Fig. 1.

A genome-scale CRISPRi screen reveals gene knockdowns that confer sensitivity or resistance to 5-aza-2’-deoxycytidine (decitabine). (a) The chemical structure of decitabine. (b) Schematic of a genome-scale CRISPRi screen performed in HL-60 cells. (c) Volcano plot of gene-level rho (ρ) phenotypes and Mann–Whitney p-values. Negative rho values represent increased sensitivity to decitabine after knockdown, and positive rho values represent increased resistance. (d–e) Validation of top screen hits. HL-60i cells were transduced with a control sgRNA (black) or an active sgRNA (red or blue) and treated with DMSO or decitabine, and the proportion of sgRNA + cells in the decitabine condition relative to DMSO was observed over time.
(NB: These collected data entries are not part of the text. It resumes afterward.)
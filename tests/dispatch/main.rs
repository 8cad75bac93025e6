//! Dispatch integration tests.

mod support;
mod war;
mod redelivery;
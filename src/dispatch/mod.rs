//! Outcome-to-acknowledgment dispatch.
//!
//! An inbound event is applied by an [`OutcomeClassifier`], the resulting
//! outcome is mapped to a [`Verdict`] by an [`AckPolicy`], and any required
//! [`Consequence`]s are published by a [`ConsequencePublisher`]. The
//! [`HandlerAdapter`] strings the three together behind [`EventHandler`].

mod adapter;
mod classifier;
mod consequence;
mod policy;

pub(crate) use adapter::panic_message;
pub use adapter::{EventHandler, HandlerAdapter};
pub use classifier::OutcomeClassifier;
pub use consequence::{fold, Consequence, ConsequenceFailure, ConsequencePublisher};
pub use policy::{AckPolicy, MovePolicy, PausePolicy, Verdict, WarPolicy};
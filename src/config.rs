//! Dispatch configuration: who this player is and how destinations are named.

use std::time::Duration;

use serde::{Deserialize, Serialize};

use crate::error::ConfigError;
use crate::routing::RoutingConfig;

const DEFAULT_POLL_INTERVAL_MS: u64 = 50;

#[derive(Debug, Clone, PartialEq, Eq, Serialize, Deserialize)]
pub struct DispatchConfig {
    /// Identity of the local player. Stamped on game logs this player publishes.
    pub username: String,
    #[serde(default)]
    pub routing: RoutingConfig,
    #[serde(default = "default_poll_interval_ms")]
    pub poll_interval_ms: u64,
}

fn default_poll_interval_ms() -> u64 {
    DEFAULT_POLL_INTERVAL_MS
}

impl DispatchConfig {
    pub fn new(username: impl Into<String>) -> Self {
        Self {
            username: username.into(),
            routing: RoutingConfig::default(),
            poll_interval_ms: DEFAULT_POLL_INTERVAL_MS,
        }
    }

    pub fn from_json(json: &str) -> Result<Self, ConfigError> {
        let config: Self = serde_json::from_str(json)?;
        config.validate()?;
        Ok(config)
    }

    /// Load from `PERIL_*` environment variables. Only `PERIL_USERNAME` is required.
    pub fn from_env() -> Result<Self, ConfigError> {
        Self::from_lookup(|var| std::env::var(var).ok())
    }

    fn from_lookup(lookup: impl Fn(&str) -> Option<String>) -> Result<Self, ConfigError> {
        let mut config = Self::new(lookup("PERIL_USERNAME").unwrap_or_default());

        if let Some(prefix) = lookup("PERIL_WAR_PREFIX") {
            config.routing.war_recognitions_prefix = prefix;
        }
        if let Some(slug) = lookup("PERIL_GAME_LOG_SLUG") {
            config.routing.game_log_slug = slug;
        }
        if let Some(prefix) = lookup("PERIL_ARMY_MOVES_PREFIX") {
            config.routing.army_moves_prefix = prefix;
        }
        if let Some(raw) = lookup("PERIL_POLL_INTERVAL_MS") {
            config.poll_interval_ms = raw.parse().map_err(|_| ConfigError::InvalidEnv {
                var: "PERIL_POLL_INTERVAL_MS",
                value: raw.clone(),
            })?;
        }

        config.validate()?;
        Ok(config)
    }

    pub fn validate(&self) -> Result<(), ConfigError> {
        check_segment("username", &self.username)?;
        check_segment("war_recognitions_prefix", &self.routing.war_recognitions_prefix)?;
        check_segment("game_log_slug", &self.routing.game_log_slug)?;
        check_segment("army_moves_prefix", &self.routing.army_moves_prefix)?;
        check_segment("pause_key", &self.routing.pause_key)?;
        Ok(())
    }

    pub fn poll_interval(&self) -> Duration {
        Duration::from_millis(self.poll_interval_ms)
    }
}

/// Every configured name is a single routing word.
fn check_segment(field: &'static str, value: &str) -> Result<(), ConfigError> {
    if value.trim().is_empty() {
        return Err(ConfigError::Empty { field });
    }
    if value.contains(['.', '*', '#']) {
        return Err(ConfigError::InvalidSegment {
            field,
            value: value.to_string(),
        });
    }
    Ok(())
}
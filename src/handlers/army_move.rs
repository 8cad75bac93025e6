//! Handler: ArmyMove
//!
//! A move by another player that lands on this player's units provokes war;
//! the war recognition is published to `<war prefix>.<attacker>` before the
//! move is acknowledged.

use crate::bus::Publisher;
use crate::config::DispatchConfig;
use crate::dispatch::{ConsequencePublisher, HandlerAdapter, MovePolicy, OutcomeClassifier};
use crate::game::{self, ArmyMove, MoveOutcome};

pub const KIND: &str = game::ARMY_MOVE;

pub fn handler<C, P>(
    classifier: C,
    publisher: P,
    config: &DispatchConfig,
) -> HandlerAdapter<C, MovePolicy, P>
where
    C: OutcomeClassifier<ArmyMove, Outcome = MoveOutcome>,
    P: Publisher,
{
    HandlerAdapter::new(
        classifier,
        MovePolicy,
        ConsequencePublisher::new(publisher, config.routing.clone()),
    )
}
//! Domain events exchanged between players over the bus.
//!
//! Events are plain data. They are built once by the producing player and
//! never mutated afterwards.

use std::collections::BTreeMap;
use std::fmt;

use chrono::{DateTime, Utc};
use serde::{Deserialize, Serialize};

/// Event-kind names carried on envelopes.
pub const ARMY_MOVE: &str = "ArmyMove";
pub const RECOGNITION_OF_WAR: &str = "RecognitionOfWar";
pub const PLAYING_STATE: &str = "PlayingState";
pub const GAME_LOG: &str = "GameLog";

/// An event type that can travel on the bus.
pub trait GameEvent: Serialize + for<'de> Deserialize<'de> {
    /// Envelope kind for this event type.
    const KIND: &'static str;
}

#[derive(Debug, Clone, PartialEq, Eq, PartialOrd, Ord, Hash, Serialize, Deserialize)]
pub struct Location(pub String);

impl Location {
    pub fn new(name: impl Into<String>) -> Self {
        Self(name.into())
    }

    pub fn as_str(&self) -> &str {
        &self.0
    }
}

impl fmt::Display for Location {
    fn fmt(&self, f: &mut fmt::Formatter<'_>) -> fmt::Result {
        f.write_str(&self.0)
    }
}

#[derive(Debug, Clone, Copy, PartialEq, Eq, Hash, Serialize, Deserialize)]
#[serde(rename_all = "lowercase")]
pub enum UnitRank {
    Infantry,
    Cavalry,
    Artillery,
}

#[derive(Debug, Clone, PartialEq, Eq, Serialize, Deserialize)]
pub struct Unit {
    pub id: u32,
    pub rank: UnitRank,
    pub location: Location,
}

/// A player's visible state at the moment an event was produced.
#[derive(Debug, Clone, Default, PartialEq, Eq, Serialize, Deserialize)]
pub struct PlayerSnapshot {
    pub username: String,
    pub units: BTreeMap<u32, Unit>,
}

impl PlayerSnapshot {
    pub fn new(username: impl Into<String>) -> Self {
        Self {
            username: username.into(),
            units: BTreeMap::new(),
        }
    }

    pub fn with_unit(mut self, unit: Unit) -> Self {
        self.units.insert(unit.id, unit);
        self
    }
}

#[derive(Debug, Clone, PartialEq, Eq, Serialize, Deserialize)]
pub struct ArmyMove {
    pub player: PlayerSnapshot,
    pub units: Vec<Unit>,
    pub to_location: Location,
}

impl GameEvent for ArmyMove {
    const KIND: &'static str = ARMY_MOVE;
}

/// Declared by the defender when an incoming move lands on occupied ground.
#[derive(Debug, Clone, PartialEq, Eq, Serialize, Deserialize)]
pub struct RecognitionOfWar {
    pub attacker: PlayerSnapshot,
    pub defender: PlayerSnapshot,
}

impl GameEvent for RecognitionOfWar {
    const KIND: &'static str = RECOGNITION_OF_WAR;
}

#[derive(Debug, Clone, Copy, PartialEq, Eq, Serialize, Deserialize)]
pub struct PlayingState {
    pub is_paused: bool,
}

impl GameEvent for PlayingState {
    const KIND: &'static str = PLAYING_STATE;
}

#[derive(Debug, Clone, PartialEq, Eq, Serialize, Deserialize)]
pub struct GameLog {
    pub current_time: DateTime<Utc>,
    pub message: String,
    pub username: String,
}

impl GameEvent for GameLog {
    const KIND: &'static str = GAME_LOG;
}
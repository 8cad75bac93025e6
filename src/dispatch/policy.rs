//! Acknowledgment policy: outcome in, first-pass verdict out.
//!
//! Policies are pure. They never touch the bus or the game state and they
//! never re-derive an outcome; they only map the classifier's verdict.

use super::consequence::Consequence;
use crate::ack::AckDecision;
use crate::game::{self, MoveOutcome, PauseOutcome, WarOutcome};

/// First-pass decision for one outcome.
#[derive(Debug, Clone, PartialEq, Eq)]
pub enum Verdict {
    /// Final; nothing needs publishing.
    Settled(AckDecision),
    /// Accept only once every consequence is published.
    RequiresConsequence(Vec<Consequence>),
    /// Outcome outside the known set. Resolves to `RejectDrop` with a diagnostic.
    Unrecognized(String),
}

pub trait AckPolicy: Send + Sync {
    type Outcome;

    /// Event kind this policy serves, used in diagnostics.
    fn kind(&self) -> &str;

    fn decide(&self, outcome: &Self::Outcome) -> Verdict;
}

/// Policy for army moves.
#[derive(Debug, Clone, Copy, Default)]
pub struct MovePolicy;

impl AckPolicy for MovePolicy {
    type Outcome = MoveOutcome;

    fn kind(&self) -> &str {
        game::ARMY_MOVE
    }

    fn decide(&self, outcome: &MoveOutcome) -> Verdict {
        match outcome {
            MoveOutcome::SamePlayer => Verdict::Settled(AckDecision::RejectDrop),
            MoveOutcome::Safe => Verdict::Settled(AckDecision::Accept),
            MoveOutcome::MakeWar { attacker, defender } => {
                Verdict::RequiresConsequence(vec![Consequence::recognize_war(
                    attacker.clone(),
                    defender.clone(),
                )])
            }
            MoveOutcome::Unrecognized { tag } => Verdict::Unrecognized(tag.clone()),
        }
    }
}

/// Policy for war declarations. Resolved wars are logged under `username`.
#[derive(Debug, Clone)]
pub struct WarPolicy {
    username: String,
}

impl WarPolicy {
    pub fn new(username: impl Into<String>) -> Self {
        Self {
            username: username.into(),
        }
    }

    fn log(&self, message: String) -> Verdict {
        Verdict::RequiresConsequence(vec![Consequence::game_log(&self.username, message)])
    }
}

impl AckPolicy for WarPolicy {
    type Outcome = WarOutcome;

    fn kind(&self) -> &str {
        game::RECOGNITION_OF_WAR
    }

    fn decide(&self, outcome: &WarOutcome) -> Verdict {
        match outcome {
            // Someone else may still need it.
            WarOutcome::NotInvolved => Verdict::Settled(AckDecision::RejectRequeue),
            // Conclusively inapplicable.
            WarOutcome::NoUnits => Verdict::Settled(AckDecision::RejectDrop),
            WarOutcome::OpponentWon { winner, loser } | WarOutcome::YouWon { winner, loser } => {
                self.log(format!("{} won a war against {}", winner, loser))
            }
            WarOutcome::Draw { winner, loser } => self.log(format!(
                "A war between {} and {} resulted in a draw",
                winner, loser
            )),
            WarOutcome::Unrecognized { tag } => Verdict::Unrecognized(tag.clone()),
        }
    }
}

/// Policy for pause/resume broadcasts. Applying the state is all there is.
#[derive(Debug, Clone, Copy, Default)]
pub struct PausePolicy;

impl AckPolicy for PausePolicy {
    type Outcome = PauseOutcome;

    fn kind(&self) -> &str {
        game::PLAYING_STATE
    }

    fn decide(&self, outcome: &PauseOutcome) -> Verdict {
        match outcome {
            PauseOutcome::Paused | PauseOutcome::Resumed => Verdict::Settled(AckDecision::Accept),
            PauseOutcome::Unrecognized { tag } => Verdict::Unrecognized(tag.clone()),
        }
    }
}
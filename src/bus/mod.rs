//! Bus boundary: the traits the dispatch core publishes through and the
//! subscription mechanism consumes from.
//!
//! ## Architecture
//!
//! ```text
//! ┌──────────────────────────────────────────────────────────────┐
//! │                Publisher + Subscriber Traits                  │
//! │  Publisher:  publish(destination, envelope)                   │
//! │  Subscriber: poll(timeout) / ack(tag) / nack(tag, requeue)    │
//! └──────────────────────────────────────────────────────────────┘
//!            │                                  │
//!            ▼                                  ▼
//!  ┌───────────────────┐             ┌─────────────────────────┐
//!  │  InMemoryQueue    │             │  AMQP / other brokers   │
//!  │   (included)      │             │       (external)        │
//!  └───────────────────┘             └─────────────────────────┘
//! ```

mod in_memory_queue;
mod publisher;
mod subscriber;

pub use in_memory_queue::{InMemoryQueue, Posted, DEFAULT_VISIBILITY_TIMEOUT};
pub use publisher::{Envelope, NoPublisher, Publisher};
pub use subscriber::{Delivery, Subscriber};
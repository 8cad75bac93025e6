//! Operator-facing diagnostics.
//!
//! The dispatch core never prints. Anything an operator should see goes
//! through an injected [`Diagnostics`] sink; reporting never changes an
//! acknowledgment decision.

use std::fmt;
use std::sync::{Arc, Mutex, MutexGuard};

#[derive(Debug, Clone, PartialEq, Eq)]
pub enum Diagnostic {
    /// The classifier returned an outcome the policy does not know.
    UnrecognizedOutcome { kind: String, tag: String },
    /// A consequence could not be published; the inbound message is requeued.
    PublishFailed {
        kind: String,
        destination: String,
        error: String,
    },
    /// The classifier panicked while applying the event.
    ClassifierPanicked { kind: String, message: String },
    /// The handler panicked; the message is requeued.
    HandlerPanicked { id: String, kind: String, message: String },
    /// An inbound payload could not be decoded into its event type.
    Undecodable { id: String, kind: String, error: String },
    /// The bus refused an ack/nack.
    SettleFailed { id: String, error: String },
}

impl fmt::Display for Diagnostic {
    fn fmt(&self, f: &mut fmt::Formatter<'_>) -> fmt::Result {
        match self {
            Diagnostic::UnrecognizedOutcome { kind, tag } => {
                write!(f, "error: unknown {} outcome: {}", kind, tag)
            }
            Diagnostic::PublishFailed {
                kind,
                destination,
                error,
            } => write!(
                f,
                "error: {} consequence to {} not published: {}",
                kind, destination, error
            ),
            Diagnostic::ClassifierPanicked { kind, message } => {
                write!(f, "error: {} classifier panicked: {}", kind, message)
            }
            Diagnostic::HandlerPanicked { id, kind, message } => {
                write!(f, "error: {} handler panicked on {}: {}", kind, id, message)
            }
            Diagnostic::Undecodable { id, kind, error } => {
                write!(f, "error: cannot decode {} {}: {}", kind, id, error)
            }
            Diagnostic::SettleFailed { id, error } => {
                write!(f, "error: cannot settle {}: {}", id, error)
            }
        }
    }
}

pub trait Diagnostics: Send + Sync {
    fn report(&self, diagnostic: Diagnostic);
}

impl<D: Diagnostics + ?Sized> Diagnostics for Arc<D> {
    fn report(&self, diagnostic: Diagnostic) {
        (**self).report(diagnostic)
    }
}

/// Forwards diagnostics to `tracing`.
#[derive(Debug, Clone, Copy, Default)]
pub struct TracingDiagnostics;

impl Diagnostics for TracingDiagnostics {
    fn report(&self, diagnostic: Diagnostic) {
        match &diagnostic {
            Diagnostic::UnrecognizedOutcome { kind, tag } => {
                tracing::error!(kind = kind.as_str(), tag = tag.as_str(), "unknown outcome");
            }
            Diagnostic::PublishFailed {
                kind,
                destination,
                error,
            } => {
                tracing::warn!(
                    kind = kind.as_str(),
                    destination = destination.as_str(),
                    error = error.as_str(),
                    "consequence publish failed, requeueing"
                );
            }
            Diagnostic::ClassifierPanicked { kind, message } => {
                tracing::error!(kind = kind.as_str(), message = message.as_str(), "classifier panicked");
            }
            Diagnostic::HandlerPanicked { id, kind, message } => {
                tracing::error!(
                    %id,
                    kind = kind.as_str(),
                    message = message.as_str(),
                    "handler panicked, requeueing"
                );
            }
            Diagnostic::Undecodable { id, kind, error } => {
                tracing::error!(%id, kind = kind.as_str(), error = error.as_str(), "undecodable payload");
            }
            Diagnostic::SettleFailed { id, error } => {
                tracing::warn!(%id, error = error.as_str(), "settle failed");
            }
        }
    }
}

/// Buffers diagnostics in memory. Clones share the buffer.
#[derive(Debug, Clone, Default)]
pub struct MemoryDiagnostics {
    buffer: Arc<Mutex<Vec<Diagnostic>>>,
}

impl MemoryDiagnostics {
    pub fn new() -> Self {
        Self::default()
    }

    pub fn entries(&self) -> Vec<Diagnostic> {
        self.buffer().clone()
    }

    pub fn len(&self) -> usize {
        self.buffer().len()
    }

    pub fn is_empty(&self) -> bool {
        self.len() == 0
    }

    fn buffer(&self) -> MutexGuard<'_, Vec<Diagnostic>> {
        self.buffer.lock().unwrap_or_else(|poisoned| poisoned.into_inner())
    }
}

impl Diagnostics for MemoryDiagnostics {
    fn report(&self, diagnostic: Diagnostic) {
        tracing::debug!(%diagnostic, "diagnostic recorded");
        self.buffer().push(diagnostic);
    }
}
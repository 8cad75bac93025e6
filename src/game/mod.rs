//! Game vocabulary: the events players exchange and the outcomes the
//! game-state engine reports after applying them.

mod events;
mod outcome;

pub use events::{
    ArmyMove, GameEvent, GameLog, Location, PlayerSnapshot, PlayingState, RecognitionOfWar,
    Unit, UnitRank, ARMY_MOVE, GAME_LOG, PLAYING_STATE, RECOGNITION_OF_WAR,
};
pub use outcome::{MoveOutcome, PauseOutcome, WarOutcome};
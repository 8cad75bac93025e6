//! Outcome enumerations returned by the game-state classifier.
//!
//! Each event kind has its own closed set of outcomes. `Unrecognized` stands
//! for a classifier value outside that set; it is a programming error on the
//! classifier side, kept as an explicit arm so the dispatch core can drop the
//! message loudly instead of crashing the consumer.

use super::events::PlayerSnapshot;

#[derive(Debug, Clone, PartialEq, Eq)]
pub enum MoveOutcome {
    /// The move was made by this player; nothing to do.
    SamePlayer,
    /// The move does not collide with any of this player's units.
    Safe,
    /// The move collides with this player's units; war must be declared.
    MakeWar {
        attacker: PlayerSnapshot,
        defender: PlayerSnapshot,
    },
    Unrecognized { tag: String },
}

#[derive(Debug, Clone, PartialEq, Eq)]
pub enum WarOutcome {
    /// This player is neither attacker nor defender.
    NotInvolved,
    /// This player has no units at the contested location.
    NoUnits,
    OpponentWon { winner: String, loser: String },
    YouWon { winner: String, loser: String },
    Draw { winner: String, loser: String },
    Unrecognized { tag: String },
}

#[derive(Debug, Clone, PartialEq, Eq)]
pub enum PauseOutcome {
    Paused,
    Resumed,
    Unrecognized { tag: String },
}

impl MoveOutcome {
    pub fn unrecognized(tag: impl Into<String>) -> Self {
        MoveOutcome::Unrecognized { tag: tag.into() }
    }
}

impl WarOutcome {
    pub fn unrecognized(tag: impl Into<String>) -> Self {
        WarOutcome::Unrecognized { tag: tag.into() }
    }
}

impl PauseOutcome {
    pub fn unrecognized(tag: impl Into<String>) -> Self {
        PauseOutcome::Unrecognized { tag: tag.into() }
    }
}
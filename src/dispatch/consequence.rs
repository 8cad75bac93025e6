//! Consequence events and the publisher that sends them.
//!
//! A consequence is built from an outcome, handed to the transport, and
//! dropped. The inbound message that caused it only counts as processed once
//! every consequence has been accepted by the transport; any failure folds
//! the whole handler into `RejectRequeue`. A redelivery reprocesses the
//! inbound message from scratch, so consumers of consequences must tolerate
//! duplicates (at-least-once).

use std::panic::{catch_unwind, AssertUnwindSafe};

use chrono::Utc;
use thiserror::Error;
use uuid::Uuid;

use super::adapter::panic_message;
use crate::ack::AckDecision;
use crate::bus::{Envelope, Publisher};
use crate::error::PublishError;
use crate::game::{self, GameLog, PlayerSnapshot, RecognitionOfWar};
use crate::routing::RoutingConfig;

#[derive(Debug, Clone, PartialEq, Eq)]
pub enum Consequence {
    /// Sent to `<war prefix>.<attacker>`.
    RecognizeWar(RecognitionOfWar),
    /// Sent to the game log slug. Timestamped when published.
    GameLog { username: String, message: String },
}

impl Consequence {
    pub fn recognize_war(attacker: PlayerSnapshot, defender: PlayerSnapshot) -> Self {
        Consequence::RecognizeWar(RecognitionOfWar { attacker, defender })
    }

    pub fn game_log(username: impl Into<String>, message: impl Into<String>) -> Self {
        Consequence::GameLog {
            username: username.into(),
            message: message.into(),
        }
    }

    pub fn kind(&self) -> &'static str {
        match self {
            Consequence::RecognizeWar(_) => game::RECOGNITION_OF_WAR,
            Consequence::GameLog { .. } => game::GAME_LOG,
        }
    }

    pub fn destination(&self, routing: &RoutingConfig) -> String {
        match self {
            Consequence::RecognizeWar(war) => routing.war_recognition(&war.attacker.username),
            Consequence::GameLog { .. } => routing.game_log(),
        }
    }

    /// Build the wire envelope.
    pub fn into_envelope(self, id: impl Into<String>) -> Result<Envelope, PublishError> {
        match self {
            Consequence::RecognizeWar(war) => Envelope::encode(id, &war),
            Consequence::GameLog { username, message } => Envelope::encode(
                id,
                &GameLog {
                    current_time: Utc::now(),
                    message,
                    username,
                },
            ),
        }
    }
}

/// A consequence the transport did not accept.
#[derive(Debug, Error)]
#[error("{kind} to {destination} failed after {published} published: {source}")]
pub struct ConsequenceFailure {
    pub kind: &'static str,
    pub destination: String,
    /// Consequences published before the failing one.
    pub published: usize,
    #[source]
    pub source: PublishError,
}

pub struct ConsequencePublisher<P> {
    publisher: P,
    routing: RoutingConfig,
}

impl<P: Publisher> ConsequencePublisher<P> {
    pub fn new(publisher: P, routing: RoutingConfig) -> Self {
        Self { publisher, routing }
    }

    pub fn routing(&self) -> &RoutingConfig {
        &self.routing
    }

    pub fn publisher(&self) -> &P {
        &self.publisher
    }

    /// Publish one consequence to its destination.
    ///
    /// A publisher that panics is treated as a failed publish.
    pub fn publish(&self, consequence: Consequence) -> Result<(), PublishError> {
        let destination = consequence.destination(&self.routing);
        let envelope = consequence.into_envelope(Uuid::new_v4().to_string())?;
        tracing::debug!(
            destination = destination.as_str(),
            kind = envelope.kind.as_str(),
            id = envelope.id.as_str(),
            "publishing consequence"
        );
        catch_unwind(AssertUnwindSafe(|| self.publisher.publish(&destination, envelope)))
            .unwrap_or_else(|panic| {
                Err(PublishError::Other(
                    format!("publisher panicked: {}", panic_message(panic.as_ref())).into(),
                ))
            })
    }

    /// Publish in order, stopping at the first failure.
    ///
    /// Returns the number published. Nothing after a failed consequence is
    /// attempted; the requeued inbound message will produce all of them again.
    pub fn publish_all(&self, consequences: Vec<Consequence>) -> Result<usize, ConsequenceFailure> {
        let mut published = 0;
        for consequence in consequences {
            let kind = consequence.kind();
            let destination = consequence.destination(&self.routing);
            self.publish(consequence).map_err(|source| ConsequenceFailure {
                kind,
                destination,
                published,
                source,
            })?;
            published += 1;
        }
        Ok(published)
    }
}

/// Fold a publish result into the final decision.
pub fn fold(result: &Result<usize, ConsequenceFailure>) -> AckDecision {
    match result {
        Ok(_) => AckDecision::Accept,
        Err(_) => AckDecision::RejectRequeue,
    }
}
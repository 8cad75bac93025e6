/// Applies an event to shared game state and reports what happened.
///
/// The classifier owns the game state and whatever locking it needs:
/// applying the event and reading back its outcome must be atomic with
/// respect to other handlers running concurrently. By the time `apply`
/// returns, the change is committed; the dispatch core never retries or
/// undoes it.
pub trait OutcomeClassifier<E>: Send + Sync {
    type Outcome;

    fn apply(&self, event: &E) -> Self::Outcome;
}

impl<E, O, F> OutcomeClassifier<E> for F
where
    F: Fn(&E) -> O + Send + Sync,
{
    type Outcome = O;

    fn apply(&self, event: &E) -> O {
        self(event)
    }
}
Data are shown as means ± SD, two sgRNAs per gene and two replicates per sgRNA. (f) Scatter plot showing the correlation between screen rho phenotype and validation phenotype (day 14–15 post-infection) for each validated sgRNA. (g) A cleaved caspase 3/7 assay shows the fraction of apoptotic HL-60 cells at day 5 following treatment with DMSO or decitabine ± RG3039. Data are shown as means ± SD for three replicates. (h) A cell cycle assay shows the fraction of HL-60 cells at different phases of the cell cycle at day 5 following treatment with DMSO or decitabine ± RG3039. Data are shown as means ± SD for three replicates. (i) Normalized counts for genes in GO:1,903,557 (positive regulation of tumor necrosis factor superfamily cytokine production) upregulated upon decitabine and RG3039 treatment.